For what it is worth, however, a facilitation desk was set up for the people of South Waziristan inside the Gulistan-e-Jauhar NADRA Center in Karachi after MNA Maulana Jamaluddin of the agency put in a word.
Life in Karachi
When the Mehsuds came to Karachi, they found no one wanted to employ them.
“People from Fata, especially from South Waziristan, are especially denied jobs in the textile factories in Landhi Industrial Area,” says Saeed Khan, a district president of the Awami National Party and a DMC Malir district labour council member. Private firms were especially cagey.
“I’m an electrical engineer but people would be shocked when I introduced myself as a Mehsud from South Waziristan,” says Fida Muhammad Mehsud, an employee with a private firm. He now lives in Sohrab Goth.
The years between 2010 and 2015 were tough for Pakhtun in general and Mehsud in particular in Karachi. “I observed that people from Waziristan and I, myself, had to hide our identities for fear of being linked to the Taliban,” he says. “But people have now realized we are ourselves a victim of terror.”

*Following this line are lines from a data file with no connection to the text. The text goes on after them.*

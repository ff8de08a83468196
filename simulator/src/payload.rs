use rand::Rng;
use serde::{Deserialize, Serialize};

/// Body of one `POST /sensordata` request.
#[derive(Debug, Clone, Serialize, Deserialize)]
pub struct SensorPayload {
    pub temperature: f64,
    pub humidity: f64,
    pub pressure: f64,
    pub lux: f64,
}

impl SensorPayload {
    /// Indoor-ish conditions: 20-30 °C, 30-70 % RH, 1010-1016 hPa, 0-1000 lux.
    pub fn random(rng: &mut impl Rng) -> Self {
        Self {
            temperature: round2(rng.gen_range(20.0..30.0)),
            humidity: round2(rng.gen_range(30.0..70.0)),
            pressure: round2(rng.gen_range(1010.0..1016.0)),
            lux: round2(rng.gen_range(0.0..1000.0)),
        }
    }
}

fn round2(value: f64) -> f64 {
    (value * 100.0).round() / 100.0
}
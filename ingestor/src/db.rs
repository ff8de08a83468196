use std::str::FromStr;
use std::time::Duration;

use sqlx::sqlite::{
    SqliteConnectOptions, SqliteJournalMode, SqlitePool, SqlitePoolOptions, SqliteSynchronous,
};
use tracing::{debug, info};

use crate::errors::Result;
use crate::model::{NewReading, Reading};

/// Row count returned by [`Store::query_latest`] when the caller does not ask for one.
pub const DEFAULT_LATEST_LIMIT: u32 = 50;

#[derive(Debug, Clone)]
pub struct StoreConfig {
    pub database_url: String,
    pub max_connections: u32,
    pub acquire_timeout: Duration,
    pub busy_timeout: Duration,
}

/// Append-only log of readings backed by a SQLite table.
///
/// Cloning is cheap and shares the underlying pool.
#[derive(Debug, Clone)]
pub struct Store {
    pool: SqlitePool,
}

impl Store {
    /// Opens the database, creating the file if it does not exist.
    ///
    /// WAL lets readers run against a committed snapshot while a write is in
    /// progress; `synchronous = FULL` makes every acknowledged append durable.
    pub async fn connect(config: &StoreConfig) -> Result<Self> {
        info!("Connecting to database...");
        let options = SqliteConnectOptions::from_str(&config.database_url)?
            .create_if_missing(true)
            .journal_mode(SqliteJournalMode::Wal)
            .synchronous(SqliteSynchronous::Full)
            .busy_timeout(config.busy_timeout);

        let pool = SqlitePoolOptions::new()
            .max_connections(config.max_connections)
            .acquire_timeout(config.acquire_timeout)
            .connect_with(options)
            .await?;

        info!("Database connection established");
        Ok(Self { pool })
    }

    pub fn from_pool(pool: SqlitePool) -> Self {
        Self { pool }
    }

    /// Creates the schema if absent. Safe to run on every startup.
    pub async fn init(&self) -> Result<()> {
        info!("Running database migrations...");
        sqlx::migrate!("./migrations").run(&self.pool).await?;
        info!("Migrations completed");
        Ok(())
    }

    /// Inserts one reading and returns its id.
    pub async fn append(&self, reading: &NewReading) -> Result<i64> {
        let result = sqlx::query(
            r#"
            INSERT INTO sensor_data (timestamp, temperature, humidity, pressure, lux)
            VALUES (?, ?, ?, ?, ?)
            "#,
        )
        .bind(&reading.timestamp)
        .bind(reading.temperature)
        .bind(reading.humidity)
        .bind(reading.pressure)
        .bind(reading.lux)
        .execute(&self.pool)
        .await?;

        let id = result.last_insert_rowid();
        debug!(id, timestamp = %reading.timestamp, "Reading appended");
        Ok(id)
    }

    /// Readings with `start <= timestamp <= end`, oldest first.
    ///
    /// Bounds must already be canonical; see [`crate::time::normalize`].
    pub async fn query_range(&self, start: &str, end: &str) -> Result<Vec<Reading>> {
        let rows = sqlx::query_as::<_, Reading>(
            r#"
            SELECT id, timestamp, temperature, humidity, pressure, lux
            FROM sensor_data
            WHERE timestamp BETWEEN ? AND ?
            ORDER BY timestamp ASC, id ASC
            "#,
        )
        .bind(start)
        .bind(end)
        .fetch_all(&self.pool)
        .await?;

        Ok(rows)
    }

    /// The `limit` most recently appended readings, oldest first.
    pub async fn query_latest(&self, limit: u32) -> Result<Vec<Reading>> {
        let mut rows = sqlx::query_as::<_, Reading>(
            r#"
            SELECT id, timestamp, temperature, humidity, pressure, lux
            FROM sensor_data
            ORDER BY id DESC
            LIMIT ?
            "#,
        )
        .bind(i64::from(limit))
        .fetch_all(&self.pool)
        .await?;

        rows.reverse();
        Ok(rows)
    }

    pub async fn count(&self) -> Result<i64> {
        let count: i64 = sqlx::query_scalar("SELECT COUNT(*) FROM sensor_data")
            .fetch_one(&self.pool)
            .await?;
        Ok(count)
    }

    pub async fn close(&self) {
        self.pool.close().await;
        info!("Database connection closed");
    }
}
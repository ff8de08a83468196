mod payload;

use std::future::Future;
use std::time::Duration;

use clap::Parser;
use payload::SensorPayload;
use tracing::{debug, error, info, warn};
use tracing_subscriber::EnvFilter;

/// Posts synthetic sensor readings to the ingestor on a fixed interval.
#[derive(Debug, Parser)]
#[command(name = "simulator", version)]
struct Args {
    /// Ingestion endpoint
    #[arg(long, env = "SENSOR_URL", default_value = "http://127.0.0.1:8080/sensordata")]
    url: String,

    /// Seconds between readings
    #[arg(long, env = "SEND_INTERVAL", default_value_t = 5)]
    interval_secs: u64,

    /// Stop after this many readings; runs until Ctrl-C otherwise
    #[arg(long)]
    count: Option<u64>,

    /// Per-request timeout in seconds
    #[arg(long, default_value_t = 10)]
    timeout_secs: u64,
}

#[tokio::main]
async fn main() {
    tracing_subscriber::fmt()
        .with_env_filter(EnvFilter::try_from_default_env().unwrap_or_else(|_| EnvFilter::new("info")))
        .init();

    let args = Args::parse();

    info!("Starting sensor simulator");
    info!("Endpoint: {}, interval: {}s", args.url, args.interval_secs);

    let client = match reqwest::Client::builder()
        .timeout(Duration::from_secs(args.timeout_secs))
        .build()
    {
        Ok(client) => client,
        Err(e) => {
            error!("Failed to build HTTP client: {}", e);
            std::process::exit(1);
        }
    };

    let interval = Duration::from_secs(args.interval_secs.max(1));
    let client = &client;
    let url = args.url.as_str();
    let (sent, failed) = run(interval, args.count, tokio::signal::ctrl_c(), move |reading| async move {
        send(client, url, &reading).await
    })
    .await;

    info!("Stopped after {} sent, {} failed", sent, failed);
}

/// Emits one reading per tick until `count` readings were attempted or
/// `shutdown` resolves. Returns `(sent, failed)`.
async fn run<F, S, Fut>(interval: Duration, count: Option<u64>, shutdown: F, mut deliver: S) -> (u64, u64)
where
    F: Future,
    S: FnMut(SensorPayload) -> Fut,
    Fut: Future<Output = bool>,
{
    let mut ticker = tokio::time::interval(interval);
    let mut sent = 0u64;
    let mut failed = 0u64;

    // One listener for the whole run, so a signal during a send is not lost.
    tokio::pin!(shutdown);

    loop {
        if count.is_some_and(|limit| sent + failed >= limit) {
            break;
        }

        tokio::select! {
            biased;
            _ = &mut shutdown => {
                info!("Received shutdown signal");
                break;
            }
            _ = ticker.tick() => {}
        }

        let reading = SensorPayload::random(&mut rand::thread_rng());
        debug!(?reading, "Sending reading");

        if deliver(reading).await {
            sent += 1;
        } else {
            failed += 1;
        }
    }

    (sent, failed)
}

/// Delivery failures are logged and the next tick proceeds; there is no retry.
async fn send(client: &reqwest::Client, url: &str, reading: &SensorPayload) -> bool {
    match client.post(url).json(reading).send().await {
        Ok(resp) if resp.status().is_success() => {
            info!(
                temperature = reading.temperature,
                humidity = reading.humidity,
                pressure = reading.pressure,
                lux = reading.lux,
                "Reading stored"
            );
            true
        }
        Ok(resp) => {
            let status = resp.status();
            let body = resp.text().await.unwrap_or_default();
            warn!("Server responded with {}: {}", status, body);
            false
        }
        Err(e) if e.is_timeout() => {
            warn!("Request timed out: {}", e);
            false
        }
        Err(e) if e.is_connect() => {
            warn!("Failed to connect to {}: {}", url, e);
            false
        }
        Err(e) => {
            error!("Failed to send reading: {}", e);
            false
        }
    }
}

#[cfg(test)]
mod tests {
    use super::*;
    use tokio::sync::oneshot;

    #[tokio::test]
    async fn test_stops_after_count() {
        let (sent, failed) = run(
            Duration::from_millis(1),
            Some(3),
            std::future::pending::<()>(),
            |_| std::future::ready(true),
        )
        .await;

        assert_eq!((sent, failed), (3, 0));
    }

    #[tokio::test]
    async fn test_failed_sends_are_counted_and_loop_continues() {
        let mut calls = 0;
        let (sent, failed) = run(
            Duration::from_millis(1),
            Some(4),
            std::future::pending::<()>(),
            |_| {
                calls += 1;
                std::future::ready(calls % 2 == 0)
            },
        )
        .await;

        assert_eq!((sent, failed), (2, 2));
    }

    #[tokio::test]
    async fn test_shutdown_during_send_stops_the_loop() {
        let (tx, rx) = oneshot::channel::<()>();
        let mut tx = Some(tx);

        let (sent, failed) = run(Duration::from_millis(1), None, rx, |_| {
            if let Some(tx) = tx.take() {
                let _ = tx.send(());
            }
            std::future::ready(true)
        })
        .await;

        assert_eq!((sent, failed), (1, 0));
    }
}
use anyhow::Context;
use axum::{http::StatusCode, routing::get, Router};
use sensorlog_ingestor::{config::Config, db::Store, metrics, rest};
use tokio::signal;
use tracing::{error, info};
use tracing_subscriber::EnvFilter;

#[tokio::main]
async fn main() {
    tracing_subscriber::fmt()
        .with_env_filter(EnvFilter::try_from_default_env().unwrap_or_else(|_| EnvFilter::new("info")))
        .init();

    if let Err(e) = run().await {
        error!("Ingestor failed: {:#}", e);
        std::process::exit(1);
    }
}

async fn run() -> anyhow::Result<()> {
    let config = Config::from_env().context("invalid configuration")?;

    info!("Starting sensor ingestor");
    info!("HTTP server: {}", config.http_addr);
    info!("Database: {}", config.store.database_url);

    metrics::init_metrics().context("failed to register metrics")?;

    let store = Store::connect(&config.store)
        .await
        .context("failed to connect to database")?;
    store.init().await.context("failed to initialize schema")?;

    let app = Router::new()
        .route("/metrics", get(metrics_handler))
        .merge(rest::create_router(store.clone()));

    let listener = tokio::net::TcpListener::bind(&config.http_addr)
        .await
        .with_context(|| format!("failed to bind to {}", config.http_addr))?;

    info!("HTTP server listening on {}", config.http_addr);

    let served = axum::serve(listener, app)
        .with_graceful_shutdown(shutdown_signal())
        .await;

    info!("Shutting down");
    store.close().await;

    served.context("HTTP server error")
}

async fn metrics_handler() -> Result<String, (StatusCode, String)> {
    metrics::gather_metrics().map_err(|e| {
        error!("Failed to encode metrics: {}", e);
        (StatusCode::INTERNAL_SERVER_ERROR, e.to_string())
    })
}

async fn shutdown_signal() {
    let ctrl_c = async {
        if let Err(e) = signal::ctrl_c().await {
            error!("Failed to listen for Ctrl-C: {}", e);
            std::future::pending::<()>().await;
        }
    };

    #[cfg(unix)]
    let terminate = async {
        match signal::unix::signal(signal::unix::SignalKind::terminate()) {
            Ok(mut sigterm) => {
                sigterm.recv().await;
            }
            Err(e) => {
                error!("Failed to install SIGTERM handler: {}", e);
                std::future::pending::<()>().await;
            }
        }
    };

    #[cfg(not(unix))]
    let terminate = std::future::pending::<()>();

    tokio::select! {
        _ = ctrl_c => {},
        _ = terminate => {},
    }

    info!("Received shutdown signal");
}
use thiserror::Error;

#[derive(Debug, Error)]
pub enum Error {
    #[error("Database error: {0}")]
    Database(#[from] sqlx::Error),

    #[error("Database migration error: {0}")]
    Migration(#[from] sqlx::migrate::MigrateError),

    #[error("{0}")]
    BadRequest(String),

    #[error("invalid timestamp: {0}")]
    InvalidTimestamp(String),

    #[error("Configuration error: {0}")]
    Config(String),

    #[error("Metrics error: {0}")]
    Metrics(#[from] prometheus::Error),

    #[error("IO error: {0}")]
    Io(#[from] std::io::Error),
}

impl Error {
    /// Whether the error was caused by the caller's input rather than the service.
    pub fn is_client_error(&self) -> bool {
        matches!(self, Error::BadRequest(_) | Error::InvalidTimestamp(_))
    }
}

pub type Result<T> = std::result::Result<T, Error>;
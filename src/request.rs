// Request builder: one pure function per pixe.la operation, each
// returning a `RequestSpec` descriptor. Nothing here touches the
// network; the descriptors are executed by the `api` module.

use reqwest::Method;
use serde_json::{json, Value};

/// REST endpoint for the service API, versioned.
pub const DEFAULT_BASE_URL: &str = "https://pixe.la/v1";
/// Public profile pages live at the unversioned site root.
pub const DEFAULT_PROFILE_URL: &str = "https://pixe.la";
/// Header carrying the per-user credential on mutation calls.
pub const TOKEN_HEADER: &str = "X-USER-TOKEN";

/// Graph name used when the caller does not supply one.
pub const DEFAULT_GRAPH_NAME: &str = "My Coding Tracker Graph";

/// Username/token pair. Opaque, supplied by the caller, never mutated.
#[derive(Debug, Clone)]
pub struct Credentials {
    pub username: String,
    pub token: String,
}

/// Fields of a graph to create. `color` must already be a canonical
/// token (see `input::resolve_color`); the graph type is always
/// "float", the only type this client uses.
#[derive(Debug, Clone, PartialEq, Eq)]
pub struct GraphSpec {
    pub id: String,
    pub name: String,
    pub unit: String,
    pub color: String,
}

/// One data point for a graph. `date` must already be in `YYYYMMDD`
/// form (see `input::normalize_date`).
#[derive(Debug, Clone, PartialEq, Eq)]
pub struct PixelEntry {
    pub date: String,
    pub quantity: String,
}

/// Everything the transport needs to issue one request.
#[derive(Debug, Clone, PartialEq)]
pub struct RequestSpec {
    pub method: Method,
    pub url: String,
    pub headers: Vec<(String, String)>,
    pub body: Option<Value>,
}

/// The two base URLs requests are built against. Split out so tests
/// and alternate deployments can point the client elsewhere.
#[derive(Debug, Clone)]
pub struct Endpoints {
    base: String,
    profile: String,
}

impl Endpoints {
    pub fn new(base: impl Into<String>, profile: impl Into<String>) -> Self {
        Endpoints {
            base: base.into(),
            profile: profile.into(),
        }
    }

    /// Read the base URL from `PIXELA_BASE_URL` or fall back to the
    /// public service.
    pub fn from_env() -> Self {
        let base = std::env::var("PIXELA_BASE_URL").unwrap_or_else(|_| DEFAULT_BASE_URL.into());
        Endpoints::new(base, DEFAULT_PROFILE_URL)
    }

    /// POST /users — register a username/token pair. The terms-of-service
    /// answers are fixed by the wire contract.
    pub fn create_user(&self, creds: &Credentials) -> RequestSpec {
        RequestSpec {
            method: Method::POST,
            url: format!("{}/users", self.base),
            headers: Vec::new(),
            body: Some(json!({
                "token": creds.token,
                "username": creds.username,
                "agreeTermsOfService": "yes",
                "notMinor": "yes",
            })),
        }
    }

    /// POST /users/{username}/graphs — create a graph.
    pub fn create_graph(&self, creds: &Credentials, graph: &GraphSpec) -> RequestSpec {
        RequestSpec {
            method: Method::POST,
            url: format!("{}/users/{}/graphs", self.base, creds.username),
            headers: auth_headers(creds),
            body: Some(json!({
                "id": graph.id,
                "name": graph.name,
                "unit": graph.unit,
                "type": "float",
                "color": graph.color,
            })),
        }
    }

    /// POST /users/{username}/graphs/{graph_id} — append one pixel.
    pub fn add_pixel(&self, creds: &Credentials, graph_id: &str, entry: &PixelEntry) -> RequestSpec {
        RequestSpec {
            method: Method::POST,
            url: format!("{}/users/{}/graphs/{}", self.base, creds.username, graph_id),
            headers: auth_headers(creds),
            body: Some(json!({
                "date": entry.date,
                "quantity": entry.quantity,
            })),
        }
    }

    /// DELETE /users/{username}/graphs/{graph_id} — remove a graph.
    pub fn delete_graph(&self, creds: &Credentials, graph_id: &str) -> RequestSpec {
        RequestSpec {
            method: Method::DELETE,
            url: format!("{}/users/{}/graphs/{}", self.base, creds.username, graph_id),
            headers: auth_headers(creds),
            body: None,
        }
    }

    /// GET the public profile page. No auth header: the page is public.
    pub fn get_user(&self, username: &str) -> RequestSpec {
        RequestSpec {
            method: Method::GET,
            url: format!("{}/@{}", self.profile, username),
            headers: Vec::new(),
            body: None,
        }
    }
}

fn auth_headers(creds: &Credentials) -> Vec<(String, String)> {
    vec![(TOKEN_HEADER.to_string(), creds.token.clone())]
}

#[cfg(test)]
mod tests {
    use super::*;

    fn endpoints() -> Endpoints {
        Endpoints::new(DEFAULT_BASE_URL, DEFAULT_PROFILE_URL)
    }

    fn creds() -> Credentials {
        Credentials {
            username: "alice".into(),
            token: "tok".into(),
        }
    }

    #[test]
    fn create_user_body_has_exactly_the_four_contract_keys() {
        let req = endpoints().create_user(&creds());
        assert_eq!(req.method, Method::POST);
        assert_eq!(req.url, "https://pixe.la/v1/users");
        assert!(req.headers.is_empty());

        let body = req.body.unwrap();
        let obj = body.as_object().unwrap();
        assert_eq!(obj.len(), 4);
        assert_eq!(obj["token"], "tok");
        assert_eq!(obj["username"], "alice");
        assert_eq!(obj["agreeTermsOfService"], "yes");
        assert_eq!(obj["notMinor"], "yes");
    }

    #[test]
    fn create_graph_sends_token_header_and_float_type() {
        let graph = GraphSpec {
            id: "g1".into(),
            name: "Coding".into(),
            unit: "hour".into(),
            color: "sora".into(),
        };
        let req = endpoints().create_graph(&creds(), &graph);
        assert_eq!(req.url, "https://pixe.la/v1/users/alice/graphs");
        assert_eq!(req.headers, vec![("X-USER-TOKEN".to_string(), "tok".to_string())]);

        let body = req.body.unwrap();
        assert_eq!(body["type"], "float");
        assert_eq!(body["color"], "sora");
        assert_eq!(body.as_object().unwrap().len(), 5);
    }

    #[test]
    fn add_pixel_posts_to_the_graph_path() {
        let entry = PixelEntry {
            date: "20230105".into(),
            quantity: "2.5".into(),
        };
        let req = endpoints().add_pixel(&creds(), "g1", &entry);
        assert_eq!(req.method, Method::POST);
        assert_eq!(req.url, "https://pixe.la/v1/users/alice/graphs/g1");
        assert_eq!(req.body.unwrap(), serde_json::json!({"date": "20230105", "quantity": "2.5"}));
    }

    #[test]
    fn delete_graph_has_no_body() {
        let req = endpoints().delete_graph(&creds(), "g1");
        assert_eq!(req.method, Method::DELETE);
        assert_eq!(req.url, "https://pixe.la/v1/users/alice/graphs/g1");
        assert!(req.body.is_none());
        assert_eq!(req.headers.len(), 1);
    }

    #[test]
    fn get_user_targets_the_profile_page_without_auth() {
        let req = endpoints().get_user("alice");
        assert_eq!(req.method, Method::GET);
        assert_eq!(req.url, "https://pixe.la/@alice");
        assert!(req.headers.is_empty());
        assert!(req.body.is_none());
    }
}
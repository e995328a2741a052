// Library root
// -----------
// This crate exposes a small library surface for the CLI. The binary
// (`main.rs`) wires these modules together.
//
// Module responsibilities:
// - `cli`: clap definitions for the argument surface.
// - `input`: pure validation and canonicalization of user-supplied
//   dates and graph colors.
// - `request`: builds `{method, url, headers, body}` descriptors for
//   each pixe.la operation; performs no I/O.
// - `api`: the `Transport` trait plus the blocking reqwest client that
//   implements it.
// - `dispatch`: routes a parsed action to the right validator/builder
//   pair and enforces per-action required flags.
// - `report`: turns a wire response into user-facing output.
// - `ui`: interactive prompts for graph unit and color.
//
// Keeping the pure layers (`input`, `request`, `dispatch`, `report`)
// separate from console and network I/O makes them testable with a
// recording transport double instead of a live service.
pub mod api;
pub mod cli;
pub mod dispatch;
pub mod input;
pub mod report;
pub mod request;
pub mod ui;
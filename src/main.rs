// Entrypoint for the CLI application.
// - Keeps `main` small: parse arguments, build the transport, run one
//   dispatch, print whatever the reporter decided.
// - Argument errors exit non-zero, parser-style; every other failure,
//   including remote rejections and network faults, is reported as
//   text and the process still exits zero.

use chrono::Local;
use clap::Parser;

use pixtrack::api::ApiClient;
use pixtrack::cli::Cli;
use pixtrack::dispatch::{self, CliError};
use pixtrack::report::Outcome;
use pixtrack::request::Endpoints;
use pixtrack::ui::ConsolePrompter;

fn main() -> anyhow::Result<()> {
    let cli = Cli::parse();
    let endpoints = Endpoints::from_env();
    let client = ApiClient::new()?;
    let mut prompter = ConsolePrompter;
    let today = Local::now().date_naive();

    match dispatch::run(&cli, &endpoints, &client, &mut prompter, today) {
        Ok(Outcome::Silent) => {}
        Ok(Outcome::Lines(lines)) => {
            for line in lines {
                println!("{line}");
            }
        }
        Ok(Outcome::RemoteFailure(message)) => println!("{message}"),
        Err(err) => {
            if let Some(cli_err) = err.downcast_ref::<CliError>() {
                eprintln!("error: {cli_err}");
                std::process::exit(2);
            }
            println!("{err}");
        }
    }
    Ok(())
}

Mehmood Jan, a driver by profession who is in his early 30s, arrived in Karachi in September 2012 and tried to rent a flat for his family. “I was denied stay in a hotel because I had a Waziristan address on my CNIC,” he says. “I had to spend that night in a mosque.”
With time, some perceptions had changed. Ironically, when the Rangers started a city-wide operation against terrorists, their sympathisers and collaborators, in 2013 Karachi became a little safer. Muhammad Rehman, a rickshaw driver from Buner who now lives in Hijrat Colony, says the operation meant that previously no-go areas for Pakhtun such as Golimar and Lalukhet are no longer off limits. “Gone are the days when na-maloom afraad used to keep different localities and routes closed.”
Noor Shah, 48, also from South Waziristan, now lives in Lyari with his eight-member extended family who had to flee after security forces ordered them to vacate the area in 2009. “I had to travel on foot for eight hours to reach Gomal,” he says, referring to the plain near Dera Ismail Khan. Today he runs a roadside kiosk and two of his young sons work as daily wage labourers in Karachi. Four of his children go to school. “I don’t want anything except peace,” he says. “I neither want a big business nor a big house. I want to live with my children away from militancy and violence.”